Mojo is also going to remain open-source till it becomes the superset of Python 3.
Competitions Galore
According to the Stack Overflow Developer Survey 2022, Rust is the most loved programming language, that too for the last seven years continuously. The problem with Rust is its complex syntax, making it a difficult steep learning curve. But even then, Rust is used by Meta, Dropbox, with Google planning to implement it as well.
In the same survey, Julia ranked in the top 5 of the most loved languages, defeating Python. Same was the case the year before that. Viral Shah, the co-creator of Julia, in a decade old interview with AIM, said, “We wanted a language that did not trade-off performance for productivity and instead provided both high performance and high productivity.”
Interestingly, Elon Musk had recently tweeted about how AGI will not be built on Python, but on Rust. This comes after him saying that he is a fan of Rust last year. To this thread, some users replied that they are on the side of Chris Lattner, and hope that it’s Swift, one of the earlier offerings of Lattner. Now, Modular said that “What if it’s the best of all of them?”
Addressing a lot of these questions on HackerNews about the comparison being made with Julia and Rust, and also future plans to compete with Python, Chris Lattner, one of the co-creators, praises Julia as a “wonderful language and a wonderful community,” calling himself as a super fan. Addressing the differences between Julia and Mojo, he stresses on the point that Mojo has a bunch of technical advancements when it comes to languages like Swift, Rust, C++, and even Julia, because it has learnt from them, and built over them.

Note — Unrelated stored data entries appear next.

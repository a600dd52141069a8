//! Typed asset keys.
//!
//! Media assets are looked up by a camel-cased key derived from the file
//! reference found in the item bank. The key for every referencing field is
//! computed once when an item is loaded and stored in [`AssetRefs`].

use std::collections::BTreeMap;

use serde::{Deserialize, Serialize};

/// Camel-cased lookup key of a media asset.
#[derive(Debug, Clone, PartialEq, Eq, Hash, PartialOrd, Ord, Serialize, Deserialize)]
#[serde(transparent)]
pub struct AssetKey(String);

impl AssetKey {
    /// Derive the key for a raw file reference (`"vocab-item_01"` -> `"vocabItem01"`).
    pub fn from_reference(raw: &str) -> Self {
        Self(camelize(raw))
    }

    pub fn as_str(&self) -> &str {
        &self.0
    }
}

impl std::fmt::Display for AssetKey {
    fn fmt(&self, f: &mut std::fmt::Formatter<'_>) -> std::fmt::Result {
        f.write_str(&self.0)
    }
}

/// Join dash, underscore and whitespace separated words into camelCase.
pub fn camelize(raw: &str) -> String {
    let mut out = String::with_capacity(raw.len());
    let words = raw
        .trim()
        .split(|c: char| c == '-' || c == '_' || c.is_whitespace())
        .filter(|w| !w.is_empty());

    for (idx, word) in words.enumerate() {
        let mut chars = word.chars();
        if let Some(first) = chars.next() {
            if idx == 0 {
                out.extend(first.to_lowercase());
            } else {
                out.extend(first.to_uppercase());
            }
            out.push_str(chars.as_str());
        }
    }

    out
}

/// Item fields that may reference media assets.
#[derive(Debug, Clone, Copy, PartialEq, Eq, Hash, PartialOrd, Ord, Serialize, Deserialize)]
#[serde(rename_all = "snake_case")]
pub enum ItemField {
    Item,
    Image,
    AudioFile,
    Answer,
    Distractors,
}

/// Kind of media an asset key resolves to.
#[derive(Debug, Clone, Copy, PartialEq, Eq, Hash, PartialOrd, Ord, Serialize, Deserialize)]
#[serde(rename_all = "snake_case")]
pub enum AssetKind {
    Image,
    Audio,
}

/// Asset keys referenced by one item, per field.
#[derive(Debug, Clone, Default, PartialEq, Serialize, Deserialize)]
pub struct AssetRefs {
    by_field: BTreeMap<ItemField, Vec<AssetKey>>,
}

impl AssetRefs {
    /// Record the references found in a field. Empty references are ignored.
    pub fn insert<'a>(&mut self, field: ItemField, refs: impl IntoIterator<Item = &'a str>) {
        let keys: Vec<AssetKey> = refs
            .into_iter()
            .map(str::trim)
            .filter(|r| !r.is_empty())
            .map(AssetKey::from_reference)
            .collect();
        if !keys.is_empty() {
            self.by_field.entry(field).or_default().extend(keys);
        }
    }

    /// Keys referenced by a single field.
    pub fn field(&self, field: ItemField) -> &[AssetKey] {
        self.by_field.get(&field).map(Vec::as_slice).unwrap_or(&[])
    }

    /// Keys referenced by any of the given fields, in field order.
    pub fn collect(&self, fields: &[ItemField]) -> impl Iterator<Item = &AssetKey> {
        fields.iter().flat_map(|f| self.field(*f).iter())
    }

    pub fn is_empty(&self) -> bool {
        self.by_field.is_empty()
    }
}

#[cfg(test)]
mod tests {
    use super::*;

    #[test]
    fn test_camelize() {
        assert_eq!(camelize("test-dimensions"), "testDimensions");
        assert_eq!(camelize("vocab_item_01"), "vocabItem01");
        assert_eq!(camelize("Red Circle"), "redCircle");
        assert_eq!(camelize("already"), "already");
        assert_eq!(camelize("  -leading-dash"), "leadingDash");
        assert_eq!(camelize(""), "");
    }

    #[test]
    fn test_asset_refs_skip_empty_references() {
        let mut refs = AssetRefs::default();
        refs.insert(ItemField::Distractors, ["red-circle", "", " blue-square "]);
        refs.insert(ItemField::Image, [""]);

        assert_eq!(
            refs.field(ItemField::Distractors),
            &[
                AssetKey::from_reference("redCircle"),
                AssetKey::from_reference("blueSquare")
            ]
        );
        assert!(refs.field(ItemField::Image).is_empty());
    }

    #[test]
    fn test_collect_follows_field_order() {
        let mut refs = AssetRefs::default();
        refs.insert(ItemField::Image, ["cat"]);
        refs.insert(ItemField::AudioFile, ["cat-prompt"]);

        let keys: Vec<&str> = refs
            .collect(&[ItemField::AudioFile, ItemField::Image])
            .map(AssetKey::as_str)
            .collect();
        assert_eq!(keys, vec!["catPrompt", "cat"]);
    }
}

He further adds that there is definitely space in the AI/ML landscape for another language that makes it easier to deploy and scale down models, while also supporting the full Python ecosystem. He further said, “Julia is far more mature and advanced in many ways.” Interesting how Lattner looks at a problem and decides to make a new programming language altogether, as pointed out by a Twitter user.
Though the developers have been humble about how they are taking the approach with Python, the community on HackerNews and Twitter is all out comparing it with Python.
A Game Changer?
Python, or even Julia, isn’t a preferred programming language when it comes to systems programming, but mostly for AI model building. Though it overcomes that limitation with low-level binding to C and C++ for building libraries. But building these hybrid libraries is a complicated task that requires the knowledge of C and C++ as well. This is where Mojo comes in and makes it into a one integratable and backwards compatible Python-like language – “Pythonic-C”
But on the other hand, whenever there is a new technology coming in place, there are the sceptics and naysayers, who sometimes also bring up interesting points. While some people on Hacker News forum are arguing that this might be a Python replacement, some are still sceptical about the performance improvement that the creators of the language promise. Some even don’t call it ‘Pythony’, which the developers behind the language have made efforts to stay away from.
Another person on the forum calls Mojo the final nail in the coffin for “Julia as a replacement for Python”. Maybe Julia has missed out on its window of opportunity to replace Python, and Mojo is here to do the job. Still, the arena of programming languages remains unpredictable.
Moreover, this might be just another Julia moment in the world of programming, with Python syntax. Anyway, OpenAI is on a somewhat similar mission with Triton, their own programming language.